Subjects subject to corporate income tax are organizations that conduct production and business activities and generate profits, and are subject to financial obligations according to the provisions of Vietnamese law. According to the General Department of Taxation, in 2024, more than 620,000 enterprises declared and paid corporate income tax, contributing about 120,000 billion VND to the state budget (General Department of Taxation, 2024). Determining the correct taxable entity helps businesses comply with the law, calculate taxes accurately and avoid inspection risks.
For example, a medium-sized export enterprise in Ho Chi Minh City has saved more than 1 billion VND/year by correctly applying the regulations on tax-exempt income under the new policy in 2025 (Instructions for corporate income tax settlement, Hanoi Tax Department, 2024). This article will provide a comprehensive overview of corporate income tax, including taxable objects, tax bases, calculation methods, and important updates according to the revised law in 2025.
Overview of corporate income tax
Understanding what corporate income tax is and grasping the role of corporate income tax helps corporate income tax payers declare accurately, comply with the law and optimize financial obligations.
This section will provide a comprehensive overview, explaining the nature, subjects of application and socio-economic significance of corporate income tax, thereby serving as a foundation for delving into detailed regulations and methods of tax calculation, declaration and payment for businesses.
What is corporate income tax?
Corporate income tax (CIT) is a direct tax, applied directly to taxable income of organizations producing and trading goods, services or other sources of income in Vietnam. This is a mandatory financial obligation according to the Corporate Income Tax Law No. 14/2008/QH12 (amended and supplemented).

Taxable income includes profits from production and business activities, that is, the difference between revenue and reasonable expenses arising in the course of business.
There are also other incomes such as capital transfer, real estate, copyright, interest on deposits and other legal incomes.
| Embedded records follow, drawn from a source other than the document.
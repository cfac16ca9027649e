//! The simulation engine: owns the world, drains commands, runs the
//! per-tick system pipeline, and emits snapshots.

use std::collections::VecDeque;

use hecs::{Entity, World};
use rand::SeedableRng;
use rand_chacha::ChaCha8Rng;

use neonfall_behavior::templates::{self, EnemyTemplate, ResourceTemplate};
use neonfall_core::commands::PlayerCommand;
use neonfall_core::constants::MAX_DELTA;
use neonfall_core::enums::{GamePhase, ItemKind, Mode, RogueDifficulty};
use neonfall_core::events::GameEvent;
use neonfall_core::state::GameSnapshot;
use neonfall_core::table::WeightedTable;
use neonfall_core::types::SimTime;

use crate::effects::Effects;
use crate::particles::{BurstSpec, ParticlePool};
use crate::player::{InputState, PlayerState, RunState};
use crate::systems::spawner::SpawnState;
use crate::systems::{
    behavior, combat, hazards, movement, pickup, progression, snapshot, spawner, status, weapons,
};

/// Engine construction parameters.
#[derive(Debug, Clone, serde::Serialize, serde::Deserialize)]
pub struct SimConfig {
    /// RNG seed; two engines with the same seed and command stream
    /// produce identical snapshots.
    pub seed: u64,
}

impl Default for SimConfig {
    fn default() -> Self {
        Self { seed: 42 }
    }
}

pub struct SimulationEngine {
    world: World,
    time: SimTime,
    phase: GamePhase,
    mode: Option<Mode>,
    difficulty: RogueDifficulty,
    seed: u64,
    rng: ChaCha8Rng,
    player: PlayerState,
    input: InputState,
    run: RunState,
    spawn: SpawnState,
    enemy_table: WeightedTable<EnemyTemplate>,
    resource_table: WeightedTable<ResourceTemplate>,
    item_table: WeightedTable<ItemKind>,
    particles: ParticlePool,
    fx: Effects,
    command_queue: VecDeque<PlayerCommand>,
    despawn_buffer: Vec<Entity>,
    events: Vec<GameEvent>,
    game_over_emitted: bool,
}

impl SimulationEngine {
    pub fn new(config: SimConfig) -> Self {
        Self {
            world: World::new(),
            time: SimTime::default(),
            phase: GamePhase::Menu,
            mode: None,
            difficulty: RogueDifficulty::default(),
            seed: config.seed,
            rng: ChaCha8Rng::seed_from_u64(config.seed),
            player: PlayerState::new(Mode::Endless),
            input: InputState::default(),
            run: RunState::new(),
            spawn: SpawnState::default(),
            enemy_table: templates::enemy_table(Mode::Endless),
            resource_table: templates::resource_table(),
            item_table: templates::item_table(),
            particles: ParticlePool::default(),
            fx: Effects::default(),
            command_queue: VecDeque::new(),
            despawn_buffer: Vec::new(),
            events: Vec::new(),
            game_over_emitted: false,
        }
    }

    pub fn queue_command(&mut self, command: PlayerCommand) {
        self.command_queue.push_back(command);
    }

    pub fn queue_commands(&mut self, commands: impl IntoIterator<Item = PlayerCommand>) {
        self.command_queue.extend(commands);
    }

    /// Advances the simulation by `delta` reference ticks (1.0 = one
    /// 60 fps frame) and returns the resulting snapshot. Non-finite or
    /// non-positive deltas advance nothing; large ones are capped.
    pub fn tick(&mut self, delta: f32) -> GameSnapshot {
        let delta = if delta.is_finite() && delta > 0.0 {
            delta.min(MAX_DELTA)
        } else {
            0.0
        };

        while let Some(command) = self.command_queue.pop_front() {
            self.handle_command(command);
        }

        match self.phase {
            GamePhase::Playing => {
                if delta > 0.0 {
                    self.run_systems(delta);
                    self.time.advance(delta);
                }
            }
            GamePhase::GameOver => {
                // The field stops; lingering particles still fade out.
                self.particles.update(delta);
                self.fx.tick(delta);
            }
            GamePhase::Menu | GamePhase::Paused => {}
        }

        let events = std::mem::take(&mut self.events);
        snapshot::build(
            &mut self.world,
            self.time,
            self.phase,
            self.mode,
            self.difficulty,
            &self.player,
            &self.run,
            &self.particles,
            &self.fx,
            events,
        )
    }

    fn handle_command(&mut self, command: PlayerCommand) {
        match command {
            PlayerCommand::StartGame { mode, difficulty } => self.start(mode, difficulty),
            PlayerCommand::Restart => {
                if self.phase == GamePhase::GameOver {
                    if let Some(mode) = self.mode {
                        self.start(mode, self.difficulty);
                    }
                }
            }
            PlayerCommand::Pause => {
                if self.phase == GamePhase::Playing {
                    self.phase = GamePhase::Paused;
                }
            }
            PlayerCommand::Resume => {
                if self.phase == GamePhase::Paused {
                    self.phase = GamePhase::Playing;
                }
            }
            PlayerCommand::Blink => self.blink(),
            PlayerCommand::SetMoveIntent { x, y } => {
                self.input.move_intent.x = sanitize_axis(x);
                self.input.move_intent.y = sanitize_axis(y);
            }
            PlayerCommand::SetAimTarget { x, y } => {
                if x.is_finite() && y.is_finite() {
                    self.input.aim.x = x;
                    self.input.aim.y = y;
                }
            }
            PlayerCommand::SetFireHeld { held } => self.input.fire_held = held,
        }
    }

    fn start(&mut self, mode: Mode, difficulty: RogueDifficulty) {
        self.world = World::new();
        self.time = SimTime::default();
        self.phase = GamePhase::Playing;
        self.mode = Some(mode);
        self.difficulty = difficulty;
        self.rng = ChaCha8Rng::seed_from_u64(self.seed);
        self.player = PlayerState::new(mode);
        self.input = InputState::default();
        self.run = RunState::new();
        self.spawn = SpawnState::default();
        self.enemy_table = templates::enemy_table(mode);
        self.particles.clear();
        self.fx.clear();
        self.despawn_buffer.clear();
        self.events.clear();
        self.game_over_emitted = false;

        if mode == Mode::Endless {
            for _ in 0..4 {
                spawner::spawn_resource(&mut self.world, &mut self.rng, &self.resource_table, true);
            }
        }
    }

    /// Teleports to the aim point, spending a charge (rogue only).
    fn blink(&mut self) {
        if self.mode != Some(Mode::Rogue)
            || self.phase != GamePhase::Playing
            || self.player.blink_charges == 0
        {
            return;
        }
        self.player.blink_charges -= 1;
        self.player.pos = self.input.aim.clamped(self.player.radius());
        self.particles
            .burst(&mut self.rng, self.player.pos, &BurstSpec::blink());
    }

    fn run_systems(&mut self, delta: f32) {
        let Some(mode) = self.mode else { return };
        let frozen = mode == Mode::Rogue && self.player.time_stop > 0.0;

        weapons::run(
            &mut self.world,
            &mut self.player,
            &self.input,
            mode,
            self.run.level,
            &mut self.particles,
            &mut self.events,
            &mut self.rng,
        );
        movement::run_player(&mut self.player, &self.input, delta);
        if !frozen {
            behavior::run(
                &mut self.world,
                self.player.pos,
                mode,
                self.difficulty,
                &mut self.rng,
                delta,
            );
        }
        self.player.update_orbitals(delta);
        movement::run_bullets(&mut self.world, &mut self.despawn_buffer, delta);
        movement::run_enemy_shots(&mut self.world, &mut self.despawn_buffer, frozen, delta);
        hazards::run(
            &mut self.world,
            &mut self.player,
            mode,
            self.difficulty,
            &mut self.rng,
            &mut self.despawn_buffer,
            delta,
        );
        spawner::run(
            &mut self.world,
            &mut self.rng,
            &mut self.spawn,
            &self.enemy_table,
            &self.resource_table,
            &self.item_table,
            mode,
            self.difficulty,
            &self.run,
            &self.time,
            &mut self.fx,
            &mut self.events,
            delta,
        );
        pickup::run(
            &mut self.world,
            &mut self.player,
            &mut self.run,
            &mut self.rng,
            &mut self.particles,
            &mut self.fx,
            &mut self.despawn_buffer,
        );
        combat::run(
            &mut self.world,
            &mut self.player,
            &mut self.run,
            &mut self.spawn,
            mode,
            self.difficulty,
            &mut self.rng,
            &mut self.particles,
            &mut self.fx,
            &mut self.events,
            &mut self.despawn_buffer,
        );
        status::run(
            &mut self.world,
            &mut self.player,
            &mut self.run,
            mode,
            &mut self.rng,
            &mut self.particles,
            &mut self.fx,
            &mut self.despawn_buffer,
            delta,
        );
        if mode == Mode::Endless {
            progression::run(&mut self.player, &mut self.run, &mut self.fx);
        }
        self.particles.update(delta);

        if self.player.lives <= 0 {
            self.phase = GamePhase::GameOver;
            if !self.game_over_emitted {
                self.game_over_emitted = true;
                self.events.push(GameEvent::GameOver {
                    score: self.run.score,
                    mode,
                    elapsed_ticks: self.time.tick,
                });
            }
        }

        for entity in self.despawn_buffer.drain(..) {
            let _ = self.world.despawn(entity);
        }
    }
}

/// Clamps a movement axis to [-1, 1]; non-finite input means no intent.
fn sanitize_axis(value: f32) -> f32 {
    if value.is_finite() {
        value.clamp(-1.0, 1.0)
    } else {
        0.0
    }
}

#[cfg(test)]
impl SimulationEngine {
    pub(crate) fn world_mut(&mut self) -> &mut World {
        &mut self.world
    }

    pub(crate) fn player(&self) -> &PlayerState {
        &self.player
    }

    pub(crate) fn player_mut(&mut self) -> &mut PlayerState {
        &mut self.player
    }

    pub(crate) fn spawn_state(&self) -> &SpawnState {
        &self.spawn
    }

    pub(crate) fn run_mut(&mut self) -> &mut RunState {
        &mut self.run
    }
}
Determining the correct taxable income helps businesses calculate taxes accurately and comply with the law.
The role of corporate income tax
Corporate income tax (CIT) plays an important role in ensuring revenue for the state budget and maintaining stable economic operations. When performing this obligation, CIT subjects contribute directly to public finance, supporting spending in the fields of health, education, infrastructure and social security.
In addition, corporate income tax is also an economic management tool, helping the state monitor production and business activities and evaluate the efficiency of enterprises. Correctly identifying the subjects of corporate income tax and accurately calculating taxable income helps ensure financial transparency, limit the risk of tax evasion and encourage enterprises to comply with the law.
In addition, CIT also encourages businesses to optimize costs, use resources effectively and take advantage of legal tax incentives. Thanks to that, CIT subjects can both fulfill their financial obligations and improve their competitiveness and sustainable development in the market.
Corporate Income Tax Law: Latest Update 2025
The legal system regulating corporate income tax (CIT) in Vietnam is built on the foundation of many important documents, ranging from original laws to guiding decrees and implementing circulars.
Legal documents related to corporate income tax subjects
To understand the regulations on subjects subject to CIT, enterprises need to refer to the relevant legal system, including the original law, guiding decrees and implementing circulars. The table below summarizes important documents, main contents and highlights, helping enterprises easily monitor, correctly apply regulations and optimize tax obligations.
| Legal documents | Main content related to corporate income tax subjects | Highlights / Updates |
| Corporate Income Tax Law No. 14/2008/QH12 | Regulations on subjects subject to corporate income tax, taxable income, tax calculation methods, tax exemption/reduction cases | Legal basis for corporate income tax |
| Law No. 32/2013/QH13 | Amendments to the Law on Corporate Income Tax on tax rates | Adjust the general tax rate from 25% → 22% → 20% |
| Law No. 71/2014/QH13 | Consolidate some tax regulations and add incentives | Simplify procedures, add tax incentives |
| Decree 218/2013/ND-CP | Guidelines for the implementation of the Law on Corporate Income Tax | Clarifying tax-free income, reasonable expenses, carry-forward losses; criteria for small and medium-sized enterprises to apply preferential tax rates |
| Circular 78/2014/TT-BTC | Detailed instructions for Decree 218 | List of non-deductible expenses, how to handle tax-free income, procedure for determining taxable income |
| Circular 80/2021/TT-BTC | Instructions for declaring, paying and refunding corporate income tax | Allow businesses to self-declare quarterly if revenue is <50 billion/year; regulate settlement records and responsibilities of legal representatives |
New points related to corporate income tax subjects in 2025
In 2025, a number of important changes related to corporate income tax subjects have been applied, including:
- Preferential tax rate 15%: Applicable to businesses with revenue under 3 billion VND/year, supporting micro-enterprises to overcome post-pandemic difficulties.
- Expanding the list of preferential industries: Focusing on areas such as digital transformation, high-tech agriculture, green logistics and renewable energy.
- Maximum 5-year loss transfer mechanism: Helps avoid abuse of extending losses or unclear declarations, ensuring transparency and accuracy in tax declarations.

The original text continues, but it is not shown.